Forum Moderators: Robert Charlton & goodroi
The Problem
Hundreds of thousands of unique domain names having millions of subdomains and sub-dirs, running 2 distinct scripts (no idea which) on each domain. The one was outputting a page with only 5 sponsored links which is similar to the big Adsense rectangle and the other presenting a list of sites and the other outputting a page with several links to what appears spammy sites but each time you click the same link takes you to a different domain, including mine. All linking is done internally to a very long URL which is 302 redirecting to the victim sites.
The URLs of the sites targetting me:
302domain.com/keyword1.html
keyword2.302domain.com/
302domain.com/keyword3/keyword4-keyword5-keyword6.php
All the random domains I checked from a list I got using some DNS tools to reverse lookup the IPs hosting the spammer site are indexed, apart from some long subdirectories. Some of these sites have way over 15,000 pages in Google.
My hardest hit site had a TBPR of 4 (the same as the main sub-sections) and the homepage TBPR went down to 3, while the sub-categories remained the same. All rankings of the targetted sites were lost, while the only Google hits in my logs were from very obscure keywords only. Nearly the entire site into supplemental and things not looking good at all.
The Research I Did
This includes going through noumerous threads, some with hundreds of replies [google.com...]
However, after trying to dig a solution out of all this and failing miserably I decided to walk it alone.
The Possible Solution
I decided to test my main site and a couple of my other sites and try to move it away from the "penalty spot" by 301 redirecting my homepage to a homepage.htm page. So Googlebot was getting a 302 from the spammer site and then a 301 from my index page to the homepage.htm
This change was done back in Augoust and now the site seems to be working, as the site: was fixed and the main site finally got a TBPR of 5 for my main site and its homepage.htm after the recent Google update. For some keywords the sites rank high for the first time since November.
Also, for some reason, after doing the redirect to homepage.htm the spam domains started to *gradually* dissappear from my referrals logs.
On the sites that I did not do the redirect to the homepage.htm there are over 100 such referring sites which indicates that possibly it is not an algo update that did the trick, but the 301...
[b]Interesting Facts[b]
The spammer sites do not show up into my Analytics referrals. I can only find them out through Drupal's logs (http://drupal.org).
Matt Cutts has never answered such a question, even though I posted a few times on his blog asking for clarifications.
Google recently updated its TPR and possibly updated its algos, which means that I can't be 100% positive that what I did caused my site to appear or if it was the result of an algo update.
On a couple of my sites I have not done the 301 redirection and still no changes in Google's SERPs. It seems that the problems well exist (in my humble opinion).
Any ideas from other WW members would be appreciated, especially on what you have done to fight this spreading cancer.
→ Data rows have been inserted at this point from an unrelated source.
impl Customer {
    pub fn new(id: AgentId, lane: usize, room: &Room, now: f32) -> Self {
        let position = room.spawn_point(lane);
        Self {
            id,
            position,
            velocity: Position::ZERO,
            lane,
            phase: CustomerPhase::ApproachDoor,
            target: room.door_inside_point(lane),
            seat: None,
            leave_at: None,
            phase_started: now,
            stuck: StuckTracker::default(),
            restroom: RestroomPlan::default(),
            seated_at: None,
            has_sat: false,
            final_leg: false,
            reached_door: false,
        }
    }

    fn enter(&mut self, phase: CustomerPhase, now: f32) {
        self.phase = phase;
        self.phase_started = now;
        self.stuck = StuckTracker::default();
    }

    /// Counts towards its table's occupancy
    pub fn occupies_seat(&self) -> bool {
        self.has_sat
            && self.seat.is_some()
            && !matches!(self.phase, CustomerPhase::Exit | CustomerPhase::Outside)
    }

    /// Stationary obstacle for everyone else
    pub fn is_seated_obstacle(&self) -> bool {
        self.phase == CustomerPhase::Seated
    }

    /// Walking body staff should route around
    pub fn is_crowd_obstacle(&self) -> bool {
        self.phase.is_walking()
    }

    pub fn body(&self) -> Circle {
        Circle::new(self.position, CUSTOMER_PARAMS.radius)
    }

    pub fn sample(&self) -> AgentSample {
        AgentSample {
            id: self.id,
            kind: AgentKind::Customer,
            position: self.position,
            velocity: self.velocity,
            radius: CUSTOMER_PARAMS.radius,
            pinned: false,
        }
    }

    /// Head for a seat from the foyer (or back to it after the restroom)
    pub fn assign_seat(&mut self, seat: SeatId, now: f32) {
        self.seat = Some(seat);
        self.final_leg = false;
        self.enter(CustomerPhase::ToSeat, now);
    }

    /// First sit-down of the visit
    pub fn sit(&mut self, now: f32, leave_at: f32, restroom: RestroomPlan) {
        self.has_sat = true;
        self.seated_at = Some(now);
        self.leave_at = Some(leave_at);
        self.restroom = restroom;
        self.velocity = Position::ZERO;
        self.enter(CustomerPhase::Seated, now);
    }

    /// Back from the restroom: keep the original leave time and plan
    pub fn resume_seat(&mut self, now: f32) {
        self.velocity = Position::ZERO;
        self.enter(CustomerPhase::Seated, now);
    }

    /// Give up the seat (if any) and walk out
    pub fn start_exit(&mut self, now: f32) {
        self.seat = None;
        self.reached_door = false;
        self.enter(CustomerPhase::Exit, now);
    }

    /// Seat vanished before the customer sat down: queue again
    pub fn return_to_foyer(&mut self, now: f32) {
        self.seat = None;
        self.final_leg = false;
        self.enter(CustomerPhase::Foyer, now);
    }

    pub fn update(&mut self, ctx: &CustomerContext, dt: f32) -> CustomerUpdateResult {
        let room = ctx.room;
        match self.phase {
            CustomerPhase::ApproachDoor => {
                self.target = room.door_inside_point(self.lane);
                self.steer(ctx, dt, None);
                if self.position.z < room.entry_threshold_z() {
                    self.enter(CustomerPhase::Foyer, ctx.now);
                    return CustomerUpdateResult::WantsSeat;
                }
                CustomerUpdateResult::Continue
            }
            CustomerPhase::Foyer => {
                if ctx.now - self.phase_started > ctx.config.foyer_patience() {
                    self.start_exit(ctx.now);
                    return CustomerUpdateResult::Balked;
                }
                self.target = room.foyer_point();
                self.steer(ctx, dt, None);
                CustomerUpdateResult::WantsSeat
            }
            CustomerPhase::ToSeat => {
                let Some(seat_id) = self.seat else {
                    return CustomerUpdateResult::SeatLost;
                };
                let Some(anchor) = ctx.seats.get(&seat_id) else {
                    return CustomerUpdateResult::SeatLost;
                };
                if !self.final_leg {
                    self.target = anchor.approach;
                    if self.position.distance(&anchor.approach) < APPROACH_REACHED {
                        self.final_leg = true;
                    }
                }
                if self.final_leg {
                    self.target = anchor.position;
                }

                let own_table = self.final_leg.then_some(anchor.table);
                self.steer(ctx, dt, own_table);

                if self.final_leg && self.position.distance(&anchor.position) < SEAT_SNAP_RADIUS {
                    self.position = anchor.position;
                    self.velocity = Position::ZERO;
                    return if self.has_sat {
                        CustomerUpdateResult::ReturnedToSeat(seat_id)
                    } else {
                        CustomerUpdateResult::ArrivedAtSeat(seat_id)
                    };
                }
                CustomerUpdateResult::Continue
            }
            CustomerPhase::Seated => {
                let Some(seat_id) = self.seat else {
                    return CustomerUpdateResult::SeatLost;
                };
                match ctx.seats.get(&seat_id) {
                    // Follow the seat if its table was moved
                    Some(anchor) => self.position = anchor.position,
                    None => return CustomerUpdateResult::SeatLost,
                }
                self.velocity = Position::ZERO;

                if let Some(at) = self.restroom.at {
                    if !self.restroom.done && ctx.now >= at {
                        self.target = room.restroom_point();
                        self.enter(CustomerPhase::ToiletGo, ctx.now);
                        return CustomerUpdateResult::Continue;
                    }
                }
                match self.leave_at {
                    Some(leave_at) if ctx.now >= leave_at => CustomerUpdateResult::LeaveSeat(seat_id),
                    _ => CustomerUpdateResult::Continue,
                }
            }
            CustomerPhase::ToiletGo => {
                if self.restroom_overdue(ctx.now) {
                    self.head_back_from_restroom(ctx.now);
                    return CustomerUpdateResult::Continue;
                }
                self.target = room.restroom_point();
                self.steer(ctx, dt, None);
                if self.position.distance(&self.target) < RESTROOM_REACHED {
                    self.position = self.target;
                    self.velocity = Position::ZERO;
                    self.enter(CustomerPhase::ToiletUse, ctx.now);
                }
                CustomerUpdateResult::Continue
            }
            CustomerPhase::ToiletUse => {
                if ctx.now - self.phase_started >= RESTROOM_USE_SECS || self.restroom_overdue(ctx.now) {
                    self.head_back_from_restroom(ctx.now);
                }
                CustomerUpdateResult::Continue
            }
            CustomerPhase::Exit => {
                let inside = room.door_inside_point(self.lane);
                if !self.reached_door
                    && (self.position.distance(&inside) < 0.5
                        || self.position.z > room.entry_threshold_z())
                {
                    self.reached_door = true;
                }
                self.target = if self.reached_door {
                    room.spawn_point(self.lane)
                } else {
                    inside
                };
                self.steer(ctx, dt, None);
                if self.position.z > room.outside_threshold_z() {
                    self.target = room.offstage_point();
                    self.enter(CustomerPhase::Outside, ctx.now);
                    return CustomerUpdateResult::Departed;
                }
                CustomerUpdateResult::Continue
            }
            CustomerPhase::Outside => {
                // Scripted drift, no steering or avoidance
                let offstage = room.offstage_point();
                let delta = offstage - self.position;
                let step = OFFSTAGE_SPEED * dt;
                if delta.length() <= step.max(OFFSTAGE_REACHED) {
                    self.position = offstage;
                    return CustomerUpdateResult::Remove;
                }
                self.velocity = delta.normalized() * OFFSTAGE_SPEED;
                self.position += self.velocity * dt;
                CustomerUpdateResult::Continue
            }
        }
    }

    /// The planned departure is about to pass while away from the seat
    fn restroom_overdue(&self, now: f32) -> bool {
        self.leave_at
            .is_some_and(|leave_at| leave_at - now <= RESTROOM_RETURN_MARGIN)
    }

    fn head_back_from_restroom(&mut self, now: f32) {
        self.restroom.done = true;
        self.final_leg = false;
        self.enter(CustomerPhase::ToSeat, now);
    }

    /// One steering step towards `self.target`. `own_table` is excluded from
    /// soft avoidance so the final approach into a seat is not pushed back.
    fn steer(&mut self, ctx: &CustomerContext, dt: f32, own_table: Option<TableId>) {
        let params = CUSTOMER_PARAMS;
        let pairs = &ctx.config.avoidance;
        let room = ctx.room;
        let through_door = self.phase.passes_door();
        let pos = self.position;
        let r = params.radius;

        let mut desired = steering::seek(pos, self.target, params.max_speed);
        if through_door {
            desired += steering::lane_bias(pos, room.lane_x(self.lane), room.front_z());
        }

        let reach = steering::SEPARATION_RADIUS
            .max(pairs.customer_customer.radius + 2.0 * r)
            .max(pairs.customer_staff.radius + 2.0 * r);
        let neighbors: Vec<&AgentSample> = ctx
            .neighbors
            .neighbors(pos, reach)
            .filter(|s| s.id != self.id)
            .collect();

        desired += steering::separation(pos, self.id, neighbors.iter().copied());
        desired += steering::avoidance(
            pos,
            r,
            neighbors
                .iter()
                .filter(|s| s.kind == AgentKind::Customer)
                .map(|s| Circle::new(s.position, s.radius)),
            pairs.customer_customer,
        );
        desired += steering::avoidance(
            pos,
            r,
            neighbors
                .iter()
                .filter(|s| s.kind == AgentKind::Staff)
                .map(|s| Circle::new(s.position, s.radius)),
            pairs.customer_staff,
        );
        desired += steering::avoidance(
            pos,
            r,
            ctx.obstacles
                .for_customers()
                .filter(|o| !o.is_agent(self.id))
                .filter(|o| own_table.map_or(true, |t| !o.is_table(t)))
                .map(|o| o.circle),
            pairs.customer_obstacle,
        );
        desired += steering::boundary_push(pos, &room.interior(), r, through_door);

        let to_target = self.target - pos;
        let wants_to_move = to_target.length() > SEAT_SNAP_RADIUS;
        if self.stuck.update(self.velocity.length(), wants_to_move, dt) {
            self.velocity += steering::jitter_impulse(to_target, self.id.parity());
        }

        steering::integrate(&mut self.position, &mut self.velocity, desired, dt, &params);

        let hard: Vec<Circle> = ctx
            .obstacles
            .for_customers()
            .filter(|o| !o.is_agent(self.id))
            .map(|o| o.circle)
            .collect();
        steering::resolve_penetration(&mut self.position, &mut self.velocity, r, &hard);
        self.position = room.clamp_agent(self.position, r, through_door);
    }
}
Is there something I am missing, or what helped revive your rankings?
Thanks in advance...
Have a very important meeting today to prepare for but I couldn't resist a visit to WebmasterWorld.
I can confirm that our rankings are gradually improving. Not for the highly competitive keywords but we now have 20% of our referrals coming from google, as opposed to a 0.5% we had a couple of weeks ago and for the past year or so...
Apart from the 301 redirect discussed in this thread I have not done anything else apart from the title/description/opening paragraph which I changed about a week ago (cause I wanted to make sure that if those are copied to be different).
Have to go out now but will keep you updated possibly tonight...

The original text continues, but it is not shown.